Under human civilization, crime has become more dangerous and complex, and its forms and images have diversified, and are no longer limited to recurring patterns, and were previously faced with appropriate legislation, but in light of this remarkable change in the nature of crime, criminal responsibility is no longer purely material, as was the case in ancient judicial legislation. Nowadays, it has become based on the basis of moral and moral responsibility as well.
Therefore, we find that the legislator went beyond the general rule which states that “the offender is not responsible for a crime that is not the result of his criminal activity or participated in it by one of the means stipulated in the law.” It stipulated the responsibility of the offender for the “possible crime,” and required him to bear the consequences of a crime. It can fall within the natural sequence of events, and it is sufficient for these results to be expected in themselves, regardless of whether the offender expected them, or not, and we can illustrate this with some examples and cases.

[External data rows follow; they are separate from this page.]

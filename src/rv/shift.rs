//! Fourier-domain fractional pixel shift
//!
//! A spectrum sampled on a uniform grid can be shifted by a non-integer
//! number of pixels by multiplying its discrete Fourier transform with a
//! per-frequency phase ramp. The fine cross-correlation stage evaluates
//! the match metric at sub-pixel trial shifts this way.

use num::complex::Complex64;
use rustfft::{Fft, FftPlanner};
use std::sync::Arc;

/// Reusable fractional shifter for one array length.
///
/// Plans both FFT directions once; the fine correlation stage applies
/// dozens of trial shifts to the same window.
pub struct FourierShifter {
    forward: Arc<dyn Fft<f64>>,
    inverse: Arc<dyn Fft<f64>>,
    /// Signed per-bin frequencies in cycles per sample
    freqs: Vec<f64>,
}

impl FourierShifter {
    pub fn new(len: usize) -> Self {
        let mut planner = FftPlanner::new();
        let forward = planner.plan_fft_forward(len);
        let inverse = planner.plan_fft_inverse(len);

        // Frequencies arranged to match the transform's bin order:
        // 0, 1/N, ... up to the Nyquist wrap, then negative frequencies
        let n = len;
        let pre: Vec<f64> = (0..n).map(|i| i as f64 / n as f64 - 0.5).collect();
        let half = n / 2;
        let freqs: Vec<f64> = (0..n).map(|k| pre[(k + n - half) % n]).collect();

        Self {
            forward,
            inverse,
            freqs,
        }
    }

    /// Shift `flux` by `shift` pixels (positive moves features redward)
    /// and return the real part of the result.
    pub fn shift(&self, flux: &[f64], shift: f64) -> Vec<f64> {
        let n = flux.len();
        debug_assert_eq!(n, self.freqs.len());

        let mut buffer: Vec<Complex64> = flux.iter().map(|&f| Complex64::new(f, 0.0)).collect();
        self.inverse.process(&mut buffer);

        for (value, freq) in buffer.iter_mut().zip(self.freqs.iter()) {
            let phase = freq * 2.0 * std::f64::consts::PI * shift;
            *value *= Complex64::new(phase.cos(), phase.sin());
        }

        self.forward.process(&mut buffer);
        let scale = 1.0 / n as f64;
        buffer.iter().map(|c| c.re * scale).collect()
    }
}
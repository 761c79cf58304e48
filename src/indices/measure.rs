//! Index measurement with propagated uncertainty
//!
//! Each index is the ratio of band-averaged flux, with a variance
//! propagated from the per-pixel noise variance. Indices whose bands fall
//! outside the measured wavelength range, or whose denominator band has a
//! non-positive mean, carry the sentinel `(0, +inf)`: a value that
//! contributes zero weight to template matching without being an error.

use super::defs::{Bands, LINE_INDICES, LINE_INDEX_COUNT};
use crate::grid::bisect_right;
use crate::spectrum::Spectrum;

/// Measured values and variances for the full index vocabulary, in the
/// fixed declaration order. Created fresh per measurement.
#[derive(Debug, Clone)]
pub struct LineIndexSet {
    pub values: [f64; LINE_INDEX_COUNT],
    pub variances: [f64; LINE_INDEX_COUNT],
}

impl LineIndexSet {
    /// A set with every index marked unusable.
    pub fn unusable() -> Self {
        Self {
            values: [0.0; LINE_INDEX_COUNT],
            variances: [f64::INFINITY; LINE_INDEX_COUNT],
        }
    }

    /// Value and variance of a named index.
    pub fn get(&self, name: &str) -> Option<(f64, f64)> {
        let pos = super::defs::index_position(name)?;
        Some((self.values[pos], self.variances[pos]))
    }
}

/// Mean flux and standard error of one wavelength band, or None when the
/// band extends past the end of the array or is empty.
fn band_stats(spectrum: &Spectrum, lo: f64, hi: f64) -> Option<(f64, f64)> {
    let wavelength = spectrum.wavelength();
    let i_lo = bisect_right(wavelength, lo);
    let i_hi = bisect_right(wavelength, hi);
    if i_hi >= wavelength.len() || i_lo >= i_hi {
        return None;
    }
    let flux = &spectrum.flux()[i_lo..i_hi];
    let var = &spectrum.variance()[i_lo..i_hi];
    let n = flux.len() as f64;
    let mean = flux.iter().sum::<f64>() / n;
    let std = var.iter().sum::<f64>().sqrt() / n;
    Some((mean, std))
}

/// Measure the full line index vocabulary on a gridded spectrum.
///
/// # Returns
/// A `LineIndexSet` in the fixed index order; unusable indices carry the
/// `(0, +inf)` sentinel.
pub fn measure_lines(spectrum: &Spectrum) -> LineIndexSet {
    let mut set = LineIndexSet::unusable();

    for (pos, def) in LINE_INDICES.iter().enumerate() {
        let measured = match def.bands {
            Bands::Single {
                num_lo,
                num_hi,
                den_lo,
                den_hi,
            } => {
                let num = band_stats(spectrum, num_lo, num_hi);
                let den = band_stats(spectrum, den_lo, den_hi);
                match (num, den) {
                    (Some((num_mean, num_std)), Some((den_mean, den_std))) => {
                        ratio_index(num_mean, num_std, den_mean, den_std)
                    }
                    _ => None,
                }
            }
            Bands::Dual {
                num1_lo,
                num1_hi,
                w1,
                num2_lo,
                num2_hi,
                w2,
                den_lo,
                den_hi,
            } => {
                let num1 = band_stats(spectrum, num1_lo, num1_hi);
                let num2 = band_stats(spectrum, num2_lo, num2_hi);
                let den = band_stats(spectrum, den_lo, den_hi);
                match (num1, num2, den) {
                    (Some((m1, s1)), Some((m2, s2)), Some((den_mean, den_std))) => {
                        let combo_mean = w1 * m1 + w2 * m2;
                        let combo_std = (w1 * w1 * s1 * s1 + w2 * w2 * s2 * s2).sqrt();
                        ratio_index(combo_mean, combo_std, den_mean, den_std)
                    }
                    _ => None,
                }
            }
        };

        if let Some((value, variance)) = measured {
            set.values[pos] = value;
            set.variances[pos] = variance;
        }
    }

    set
}

/// Ratio of two band means with propagated variance, or None when the
/// denominator mean is non-positive or either mean is not finite.
fn ratio_index(num_mean: f64, num_std: f64, den_mean: f64, den_std: f64) -> Option<(f64, f64)> {
    if !num_mean.is_finite() || !den_mean.is_finite() || den_mean <= 0.0 {
        return None;
    }
    let value = num_mean / den_mean;
    let rel_num = num_std / num_mean;
    let rel_den = den_std / den_mean;
    let variance = value * value * (rel_num * rel_num + rel_den * rel_den);
    Some((value, variance))
}

#[cfg(test)]
mod tests {
    use super::*;
    use crate::indices::defs::index_position;

    fn spectrum_with_flux(f: impl Fn(f64) -> f64) -> Spectrum {
        let wavelength: Vec<f64> = (0..7000).map(|i| 3600.0 + i as f64).collect();
        let flux: Vec<f64> = wavelength.iter().map(|&w| f(w)).collect();
        let variance = vec![0.01; wavelength.len()];
        Spectrum::from_raw(wavelength, flux, variance)
    }

    #[test]
    fn test_flat_flux_gives_unit_indices() {
        let spectrum = spectrum_with_flux(|_| 1.0);
        let lines = measure_lines(&spectrum);
        let (value, variance) = lines.get("TiO5").unwrap();
        assert!((value - 1.0).abs() < 1e-9, "TiO5 {}", value);
        assert!(variance.is_finite() && variance > 0.0);
    }

    #[test]
    fn test_zero_denominator_gives_sentinel() {
        // Kill flux in the TiO5/CaH denominator band [7043.9, 7047.9]
        let spectrum = spectrum_with_flux(|w| {
            if (7040.0..7050.0).contains(&w) {
                0.0
            } else {
                1.0
            }
        });
        let lines = measure_lines(&spectrum);
        for name in ["TiO5", "CaH2", "CaH3"] {
            let (value, variance) = lines.get(name).unwrap();
            assert_eq!(value, 0.0, "{name}");
            assert!(variance.is_infinite(), "{name}");
        }
    }

    #[test]
    fn test_band_past_array_end_gives_sentinel() {
        // region5's numerator runs to the grid edge at 10200
        let spectrum = spectrum_with_flux(|_| 1.0);
        let lines = measure_lines(&spectrum);
        let (value, variance) = lines.get("region5").unwrap();
        assert_eq!(value, 0.0);
        assert!(variance.is_infinite());
    }

    #[test]
    fn test_band_outside_coverage_gives_sentinel() {
        // Spectrum only covers the red half; blue indices are unusable
        let wavelength: Vec<f64> = (0..4000).map(|i| 6000.0 + i as f64).collect();
        let flux = vec![1.0; 4000];
        let variance = vec![0.01; 4000];
        let spectrum = Spectrum::from_raw(wavelength, flux, variance);
        let lines = measure_lines(&spectrum);
        let (value, variance) = lines.get("CaK").unwrap();
        assert_eq!(value, 0.0);
        assert!(variance.is_infinite());
    }

    #[test]
    fn test_dual_band_weighting() {
        // Flux 2.0 in the first numerator band of VO7445, 1.0 elsewhere.
        // combo = 0.5625 * 2 + 0.4375 * 1, denominator mean 1... except the
        // second VO7445 numerator overlaps [7512, 7562], still 1.0.
        let spectrum = spectrum_with_flux(|w| {
            if (7352.0..7402.1).contains(&w) {
                2.0
            } else {
                1.0
            }
        });
        let lines = measure_lines(&spectrum);
        let pos = index_position("VO7445").unwrap();
        let expected = 0.5625 * 2.0 + 0.4375 * 1.0;
        assert!(
            (lines.values[pos] - expected).abs() < 0.01,
            "VO7445 {} vs {}",
            lines.values[pos],
            expected
        );
    }
}
use crate::config::Scheme;
use clap::Parser;
use std::path::PathBuf;

#[derive(Parser, Debug, Clone)]
#[command(
    name = "outlet-power-monitor",
    version,
    about = "Redfish outlet power monitor"
)]
pub struct Args {
    /// Address of the PDU's Redfish service (host or host:port)
    #[arg(long)]
    pub ip: String,
    /// Delay in seconds between readings; fractional seconds are dropped
    #[arg(long, value_parser = parse_interval_secs)]
    pub interval: u64,
    /// PDU outlet number to monitor
    #[arg(long)]
    pub outlet: String,
    #[arg(long, default_value = "labuser")]
    pub user: String,
    #[arg(long, default_value = "100Yard-")]
    pub passwd: String,
    /// Upper bound in seconds for a single Redfish request
    #[arg(long, default_value_t = 10)]
    pub probe_timeout: u64,
    #[arg(long, default_value = ".")]
    pub output_dir: PathBuf,
    #[arg(long, default_value_t = false)]
    pub verify_tls: bool,
    #[arg(long, value_enum, default_value_t = Scheme::Https)]
    pub scheme: Scheme,
}

fn parse_interval_secs(raw: &str) -> Result<u64, String> {
    let value = raw
        .trim()
        .parse::<f64>()
        .map_err(|_| format!("invalid interval {raw:?}: expected seconds"))?;
    if !value.is_finite() || value < 0.0 {
        return Err(format!("invalid interval {raw:?}: must be a non-negative number"));
    }
    Ok(value.trunc() as u64)
}
use crate::cli::Args;
use anyhow::{bail, Result};
use std::fmt;
use std::path::PathBuf;
use std::time::Duration;

/// Only Raritan PRO3X PDUs expose outlet readings at the Redfish paths we poll.
pub const DEVICE_TYPE: &str = "PRO3X";
pub const TEST_TYPE: &str = "power-usage";

#[derive(Debug, Clone, Copy, PartialEq, Eq, clap::ValueEnum)]
pub enum Scheme {
    Http,
    Https,
}

impl Scheme {
    pub fn as_str(&self) -> &'static str {
        match self {
            Scheme::Http => "http",
            Scheme::Https => "https",
        }
    }
}

/// What was monitored. Copied verbatim into the report's `test_config` section.
#[derive(Debug, Clone, PartialEq, Eq)]
pub struct RunConfig {
    pub device_type: String,
    pub device_ip: String,
    pub interval_secs: u64,
    pub outlet: String,
}

impl RunConfig {
    pub fn new(device_ip: impl Into<String>, interval_secs: u64, outlet: impl Into<String>) -> Self {
        Self {
            device_type: DEVICE_TYPE.to_string(),
            device_ip: device_ip.into(),
            interval_secs,
            outlet: outlet.into(),
        }
    }
}

#[derive(Clone)]
pub struct Credentials {
    pub username: String,
    pub password: String,
}

impl fmt::Debug for Credentials {
    fn fmt(&self, f: &mut fmt::Formatter<'_>) -> fmt::Result {
        f.debug_struct("Credentials")
            .field("username", &self.username)
            .field("password", &"<redacted>")
            .finish()
    }
}

#[derive(Clone, Debug)]
pub struct MonitorConfig {
    pub run: RunConfig,
    pub credentials: Credentials,
    pub scheme: Scheme,
    pub verify_tls: bool,
    pub probe_timeout_secs: u64,
    pub output_dir: PathBuf,
}

impl MonitorConfig {
    pub fn from_args(args: Args) -> Result<Self> {
        let device_ip = args.ip.trim().to_string();
        if device_ip.is_empty() {
            bail!("--ip must not be empty");
        }
        let outlet = args.outlet.trim().to_string();
        if outlet.is_empty() {
            bail!("--outlet must not be empty");
        }
        // Used verbatim as a Redfish URL path segment.
        if !outlet
            .chars()
            .all(|c| c.is_ascii_alphanumeric() || c == '_' || c == '-')
        {
            bail!("--outlet {outlet:?} may only contain letters, digits, '_' and '-'");
        }
        if args.probe_timeout == 0 {
            bail!("--probe-timeout must be at least 1 second");
        }

        Ok(Self {
            run: RunConfig::new(device_ip, args.interval, outlet),
            credentials: Credentials {
                username: args.user,
                password: args.passwd,
            },
            scheme: args.scheme,
            verify_tls: args.verify_tls,
            probe_timeout_secs: args.probe_timeout,
            output_dir: args.output_dir,
        })
    }

    pub fn interval(&self) -> Duration {
        Duration::from_secs(self.run.interval_secs)
    }

    pub fn probe_timeout(&self) -> Duration {
        Duration::from_secs(self.probe_timeout_secs)
    }

    pub fn base_url(&self) -> String {
        format!("{}://{}", self.scheme.as_str(), self.run.device_ip)
    }
}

It is possible, for example, when a person commits a crime such as theft and carries a weapon with him, that he uses this weapon when he discovers his command during the execution of the crime against those who are trying to arrest him, or as someone who helps someone steal a house, and the owner of the house intercepted them, so the original perpetrator took out a pistol and fired The owner of the house killed him on the spot. Here, both the executor and the assistant are questioned about the murder.
And if one of them put poison in the food of a person with the intention of killing him, and he knows that another person may eat with him, yet he continues to carry out his crime, in this case the intent is direct in the case of the person who planned to kill him, and my possibility in the case of killing another person who shared the food with him.
The UAE legislator dealt with “possible intent” in Article (38) of Federal Penal Code No. (3) of 1987 and its amendments by stating that “the offender has the intention of premeditated intent towards his will to commit an act, or abstain from a legally criminal act, with the intent of causing a direct result.” or other possible legally criminal consequence that the offender had anticipated.”
And in accordance with the text of Article (51) of the law, the accomplice in the crime, whether directly or as a cause, shall be punished with the penalty of the crime that actually occurred, even if it was not the one he intended to commit, when the crime that occurred was a possible result of the participation that took place.
Finally, we clarify that the probable crime is that which the offender did not intend. It is an unintended crime that is likely to occur during the execution of the original crime, and is based on the assumption that the offender expects during the commission of the crime that his act may exceed the intended purpose, but he proceeds with its implementation.
• A probable crime is an unintended crime that is likely to occur during the execution of the original crime.